À mesure que nous avions approché la terre, les insulaires avaient environné les navires. L'affluence des pirogues fut si grande autour des vaisseaux, que nous eûmes beaucoup de peine à nous amarrer au milieu de la foule et du bruit. Tous venaient en criant tayo, qui veut dire ami, et en nous donnant mille témoignages d'amitié ; tous demandaient des clous et des pendants d'oreilles.
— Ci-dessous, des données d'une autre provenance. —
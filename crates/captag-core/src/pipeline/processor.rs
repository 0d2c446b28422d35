//! Pipeline orchestration - drives each file from discovery to embedded
//! metadata.
//!
//! Files are processed one at a time. Every per-file failure is caught here
//! and recorded on the file's [`CaptionResult`]; nothing aborts the batch.

use std::path::Path;
use std::time::{Duration, Instant};

use crate::config::Config;
use crate::error::PipelineError;
use crate::llm::{ImagePayload, ModelPrompt, OpenAiTransport, RetryPolicy, VisionClient};
use crate::metadata::MetadataEmbedder;
use crate::sanitize::sanitize;
use crate::text::{extract_caption, extract_tags, TagRules};
use crate::types::{CaptionResult, ImageFile, RunCounters, RunSummary};

use super::discovery::FileDiscovery;
use super::encode::PayloadEncoder;

/// What a single file's run ended with, short of a failure.
enum Outcome {
    Tagged { caption: String, tags: Vec<String> },
    AlreadyTagged,
}

/// Captions, tags and embeds every image in a folder.
pub struct CaptionPipeline {
    config: Config,
    client: VisionClient,
    caption_prompt: ModelPrompt,
    tags_prompt: ModelPrompt,
    tag_rules: TagRules,
    encoder: PayloadEncoder,
    embedder: MetadataEmbedder,
    discovery: FileDiscovery,
}

impl CaptionPipeline {
    /// Create a pipeline around an already-built client.
    pub fn new(config: Config, client: VisionClient) -> Self {
        Self {
            caption_prompt: ModelPrompt::caption(&config.prompt),
            tags_prompt: ModelPrompt::tags(&config.prompt),
            tag_rules: TagRules::from(&config.metadata),
            encoder: PayloadEncoder::new(config.processing.payload_quality),
            embedder: MetadataEmbedder::new(config.metadata.clone()),
            discovery: FileDiscovery::new(config.processing.clone()),
            client,
            config,
        }
    }

    /// Create a pipeline talking to the OpenAI-compatible endpoint in `[api]`.
    pub fn from_config(config: Config) -> Result<Self, PipelineError> {
        let transport = OpenAiTransport::new(&config.api)?;
        let client = VisionClient::new(
            Box::new(transport),
            config.api.model.clone(),
            RetryPolicy::from(&config.api),
            Duration::from_millis(config.api.timeout_ms),
        );
        Ok(Self::new(config, client))
    }

    pub fn config(&self) -> &Config {
        &self.config
    }

    /// Discover the candidate images in a folder.
    pub fn discover(&self, folder: &Path) -> Vec<ImageFile> {
        self.discovery.discover(folder)
    }

    /// Scan `folder` and process everything found.
    ///
    /// `on_result` is called once per file as soon as its result is known.
    pub async fn run<F>(&self, folder: &Path, on_result: F) -> RunSummary
    where
        F: FnMut(&CaptionResult),
    {
        let files = self.discover(folder);
        self.run_files(folder, files, on_result).await
    }

    /// Process an already-discovered list of files.
    pub async fn run_files<F>(
        &self,
        folder: &Path,
        files: Vec<ImageFile>,
        mut on_result: F,
    ) -> RunSummary
    where
        F: FnMut(&CaptionResult),
    {
        let start = Instant::now();
        let batch_size = self.config.processing.batch_size.max(1);
        let batch_count = files.len().div_ceil(batch_size);
        tracing::info!(
            "Found {} image(s) in {:?} ({} batch(es) of up to {})",
            files.len(),
            folder,
            batch_count,
            batch_size
        );

        let mut counters = RunCounters::default();
        let mut results = Vec::with_capacity(files.len());

        for (index, batch) in files.chunks(batch_size).enumerate() {
            tracing::debug!(
                "Batch {}/{}: {} file(s)",
                index + 1,
                batch_count,
                batch.len()
            );
            for file in batch {
                let result = self.process_file(file.clone()).await;
                counters.record(&result);
                on_result(&result);
                results.push(result);
            }
        }

        let elapsed = start.elapsed();
        tracing::info!(
            "Run finished in {:?}: {} processed, {} skipped, {} failed",
            elapsed,
            counters.processed,
            counters.skipped,
            counters.failed
        );

        RunSummary {
            folder: folder.to_path_buf(),
            results,
            counters,
            elapsed,
        }
    }

    /// Run one file through the full pipeline.
    ///
    /// Never fails: errors come back inside the result.
    pub async fn process_file(&self, mut file: ImageFile) -> CaptionResult {
        let start = Instant::now();
        tracing::debug!("Processing: {:?} ({})", file.path, file.format);

        match self.try_process(&mut file).await {
            Ok(Outcome::Tagged { caption, tags }) => {
                tracing::debug!("Processed {:?} in {:?}", file.file_name(), start.elapsed());
                CaptionResult::success(&file, caption, tags)
            }
            Ok(Outcome::AlreadyTagged) => {
                tracing::info!("Skipping {} (already tagged)", file.file_name());
                CaptionResult::skipped(&file)
            }
            Err(e) => {
                tracing::error!("Failed {}: {}", file.file_name(), e);
                CaptionResult::failure(&file, &e)
            }
        }
    }

    async fn try_process(&self, file: &mut ImageFile) -> Result<Outcome, PipelineError> {
        self.rename_if_needed(file).await?;

        if !self.config.processing.force_overwrite && self.is_already_tagged(file).await {
            return Ok(Outcome::AlreadyTagged);
        }

        let payload = self.encoder.encode(&file.path).await?;

        let caption = self.query_caption(file, &payload).await?;
        tracing::debug!("Caption for {}: {}", file.file_name(), caption);

        let tags = self.query_tags(file, &payload, &caption).await?;
        tracing::debug!("Tags for {}: {}", file.file_name(), tags.join(", "));

        let embedder = self.embedder.clone();
        let path = file.path.clone();
        let (embed_caption, embed_tags) = (caption.clone(), tags.clone());
        tokio::task::spawn_blocking(move || embedder.embed(&path, &embed_caption, &embed_tags))
            .await
            .map_err(|e| PipelineError::Embed {
                path: file.path.clone(),
                message: format!("Task join error: {}", e),
            })??;

        Ok(Outcome::Tagged { caption, tags })
    }

    /// Rename the file to its sanitized name when that differs.
    async fn rename_if_needed(&self, file: &mut ImageFile) -> Result<(), PipelineError> {
        let (changed, clean_name) = sanitize(&file.file_name());
        if !changed {
            return Ok(());
        }

        let rename_err = |message: String| PipelineError::Rename {
            path: file.path.clone(),
            message,
        };

        if clean_name.is_empty() {
            return Err(rename_err("name is empty after sanitizing".to_string()));
        }
        let target = file
            .path
            .parent()
            .map(|dir| dir.join(&clean_name))
            .ok_or_else(|| rename_err("file has no parent folder".to_string()))?;
        if tokio::fs::try_exists(&target).await.unwrap_or(true) {
            return Err(rename_err(format!("{} already exists", clean_name)));
        }

        tokio::fs::rename(&file.path, &target)
            .await
            .map_err(|e| rename_err(e.to_string()))?;

        tracing::info!("Renamed: {} -> {}", file.original_name, clean_name);
        file.path = target;
        Ok(())
    }

    async fn is_already_tagged(&self, file: &ImageFile) -> bool {
        let embedder = self.embedder.clone();
        let path = file.path.clone();
        tokio::task::spawn_blocking(move || embedder.read(&path))
            .await
            .ok()
            .flatten()
            .is_some_and(|meta| meta.is_complete())
    }

    async fn query_caption(
        &self,
        file: &ImageFile,
        payload: &ImagePayload,
    ) -> Result<String, PipelineError> {
        let raw = self
            .client
            .query(payload, &self.caption_prompt)
            .await
            .ok_or_else(|| self.exhausted("caption"))?;

        let caption = extract_caption(&raw, self.config.metadata.max_caption_length);
        if caption.is_empty() {
            return Err(PipelineError::Extraction {
                path: file.path.clone(),
                message: "model returned no usable caption".to_string(),
            });
        }
        Ok(caption)
    }

    async fn query_tags(
        &self,
        file: &ImageFile,
        payload: &ImagePayload,
        caption: &str,
    ) -> Result<Vec<String>, PipelineError> {
        let raw = self
            .client
            .query(payload, &self.tags_prompt)
            .await
            .ok_or_else(|| self.exhausted("tags"))?;

        extract_tags(&raw, caption, &self.tag_rules).ok_or_else(|| PipelineError::Extraction {
            path: file.path.clone(),
            message: format!("fewer than {} usable tags", self.tag_rules.min_tags),
        })
    }

    fn exhausted(&self, what: &str) -> PipelineError {
        PipelineError::Transport {
            message: format!(
                "No {} response from {} after {} attempt(s)",
                what,
                self.client.model(),
                self.config.api.max_retries.max(1)
            ),
            status_code: None,
        }
    }
}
Les pirogues étaient remplies de femmes qui ne le cèdent pas, pour l'agrément de la figure, au plus grand nombre des Européennes et qui, pour la beauté du corps, pourraient le disputer à toutes avec avantage.
La plupart de ces nymphes étaient nues [...]. Je le demande : comment retenir au travail, au milieu d'un spectacle pareil, quatre cents Français, jeunes, marins, et qui depuis six mois n'avaient point vu de femmes ? Malgré toutes les précautions que nous pûmes prendre, il entra à bord une jeune fille, qui vint sur le gaillard d'arrière se placer à une des écoutilles qui sont au-dessus du cabestan; cette écoutille était ouverte pour donner de l'air à ceux qui viraient. La jeune fille laissa tomber négligemment un pagne qui la couvrait, et parut aux yeux de tous telle que Vénus se fit voir au berger phrygien : elle en avait la forme céleste. Matelots et soldats s'empressaient pour parvenir à l'écoutille, et jamais cabestan ne fut viré avec une pareille activité.
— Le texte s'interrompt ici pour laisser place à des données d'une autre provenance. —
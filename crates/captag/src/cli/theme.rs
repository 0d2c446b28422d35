//! Prompt theme and styled summary output.

use captag_core::RunCounters;
use console::{style, Style};
use dialoguer::theme::ColorfulTheme;
use std::time::Duration;

/// `ColorfulTheme` with cyan prompts, green success and red errors.
pub fn captag_theme() -> ColorfulTheme {
    ColorfulTheme {
        prompt_prefix: style("?".to_string()).for_stderr().cyan(),
        prompt_style: Style::new().for_stderr().bold(),
        prompt_suffix: style("›".to_string()).for_stderr().bright().black(),
        success_prefix: style("✓".to_string()).for_stderr().green(),
        success_suffix: style("·".to_string()).for_stderr().bright().black(),
        error_prefix: style("✗".to_string()).for_stderr().red(),
        error_style: Style::new().for_stderr().red(),
        values_style: Style::new().for_stderr().green(),
        ..ColorfulTheme::default()
    }
}

/// Print the run tallies to stderr.
pub fn print_summary(counters: &RunCounters, elapsed: Duration) {
    let green = Style::new().for_stderr().green();
    let yellow = Style::new().for_stderr().yellow();
    let red = Style::new().for_stderr().red();

    let rate = if elapsed.as_secs_f64() > 0.0 {
        counters.total() as f64 / elapsed.as_secs_f64()
    } else {
        0.0
    };

    eprintln!();
    eprintln!("  ====================================");
    eprintln!("               Summary");
    eprintln!("  ====================================");
    eprintln!(
        "    Processed:    {}",
        green.apply_to(format!("{:>8}", counters.processed))
    );
    if counters.skipped > 0 {
        eprintln!(
            "    Skipped:      {}",
            yellow.apply_to(format!("{:>8}", counters.skipped))
        );
    }
    if counters.failed > 0 {
        eprintln!(
            "    Failed:       {}",
            red.apply_to(format!("{:>8}", counters.failed))
        );
    }
    eprintln!("  ------------------------------------");
    eprintln!("    Total:        {:>8}", counters.total());
    eprintln!("    Duration:     {:>7.1}s", elapsed.as_secs_f64());
    eprintln!("    Rate:         {:>7.2} img/sec", rate);
    eprintln!("  ====================================");
}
Louis-Antoine de Bougainville, Voyage autour du monde par la frégate du Roi La Boudeuse et la flûte L'Étoile, 1771.
Au premier contact, Bougainville se laisse lui aussi aveugler par cette image de la vie naturelle célébrée par Jean-Jacques Rousseau et les utopistes. Mais il parvient à se débarrasser de ses préjugés et à dresser un portrait plus ambigu de ses hôtes après avoir étudié plus attentivement leur mode de vie.
C'est cette vision contrastée qui va servir de support au fameux Supplément au voyage de Bougainville de Denis Diderot, rédigé en 1772. Mise en scène sous forme de dialogues, la rencontre entre insulaires et Français y est réinterprétée sous l'angle de la philosophie pour démontrer la relativité des jugements moraux.
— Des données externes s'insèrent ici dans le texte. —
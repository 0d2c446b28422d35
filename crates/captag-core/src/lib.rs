//! captag core - batch image captioning library.
//!
//! captag asks a vision-capable model for a caption and a set of tags for
//! every image in a folder, then writes both into the image's own metadata
//! (EXIF for JPEG, text chunks for PNG).
//!
//! # Architecture
//!
//! ```text
//! Folder → Discover → Rename → Encode payload → Caption query → Tags query → Embed → Report
//! ```
//!
//! Files are processed strictly one after another. A failure on one file is
//! recorded in its [`CaptionResult`] and the run moves on.
//!
//! # Usage
//!
//! ```rust,ignore
//! use captag_core::{CaptionPipeline, Config, RunReport};
//!
//! #[tokio::main]
//! async fn main() -> captag_core::Result<()> {
//!     let config = Config::load()?;
//!     let pipeline = CaptionPipeline::from_config(config)?;
//!
//!     let summary = pipeline.run("./photos".as_ref(), |_| {}).await;
//!     println!("{}", RunReport::from_summary(&summary).render());
//!     Ok(())
//! }
//! ```

pub mod config;
pub mod error;
pub mod llm;
pub mod metadata;
pub mod pipeline;
pub mod report;
pub mod sanitize;
pub mod text;
pub mod types;

pub use config::Config;
pub use error::{CaptagError, ConfigError, FailureKind, PipelineError, Result};
pub use llm::{ImagePayload, ModelPrompt, OpenAiTransport, RetryPolicy, VisionClient, VisionTransport};
pub use metadata::{EmbeddedMetadata, MetadataEmbedder};
pub use pipeline::{CaptionPipeline, FileDiscovery};
pub use report::RunReport;
pub use types::{CaptionResult, ContainerFormat, ImageFile, RunCounters, RunSummary};

/// Library version.
pub const VERSION: &str = env!("CARGO_PKG_VERSION");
Épargnée jusque là par un isolement qui lui avait permis de profiter pleinement de conditions naturelles exceptionnelles pour bâtir une harmonie sociale, l'île voit cet équilibre détruit par l'arrivée des Européens. Les démentis de Bougainville comme les réserves du philosophe sur un état de nature idéal ne peuvent cependant modérer la déferlante de la renommée paradisiaque de Tahiti, qui a encore cours aujourd'hui.
C'est surtout grâce à une fleur que le nom de Bougainville est resté populaire : tout le monde connaît en effet la bougainvillée, baptisée ainsi en son honneur par le naturaliste de l'expédition, Philibert Commerson. Celui-ci l'avait découverte au Brésil. L'ayant beaucoup plus tard ramenée en France, il l'offre à Joséphine de Beauharnais.
Commerson n'était pas un personnage loquace ; on ne s'étonna donc pas, pendant le tour du monde de Bougainville, de le voir accompagné par un jeune valet encore plus discret. Quelle ne fut donc pas la surprise des équipages lorsque les Tahitiens leur firent comprendre sans équivoque que ce domestique infatigable était en réalité une femme ! C'est ainsi que Jeanne Baret entra dans l'Histoire en devenant la première de son sexe à effectuer un tour du monde complet.
Aotourou aurait, lui, bien aimé être le premier Tahitien à réussir un tel exploit. Bougainville avait cédé face à son insistance à vouloir s'embarquer pour l'Europe. Mais le jeune homme devait mourir sur le chemin du retour avant de retrouver son île, non sans avoir auparavant enchanté les salons parisiens par sa vivacité d'esprit, son humour et l'aisance naturelle avec laquelle il parcourait seul les rues de la capitale. Diderot le fit passer à la postérité en le faisant dialoguer avec l'aumônier de La Boudeuse dans son Supplément au Voyage de Bougainville.
Après son tour du monde, Bougainville poursuit sa carrière militaire en participant aux combats navals contre les Anglais lors de la guerre d'Indépendance américaine. Il devient chef d'escadre le 8 décembre 1779.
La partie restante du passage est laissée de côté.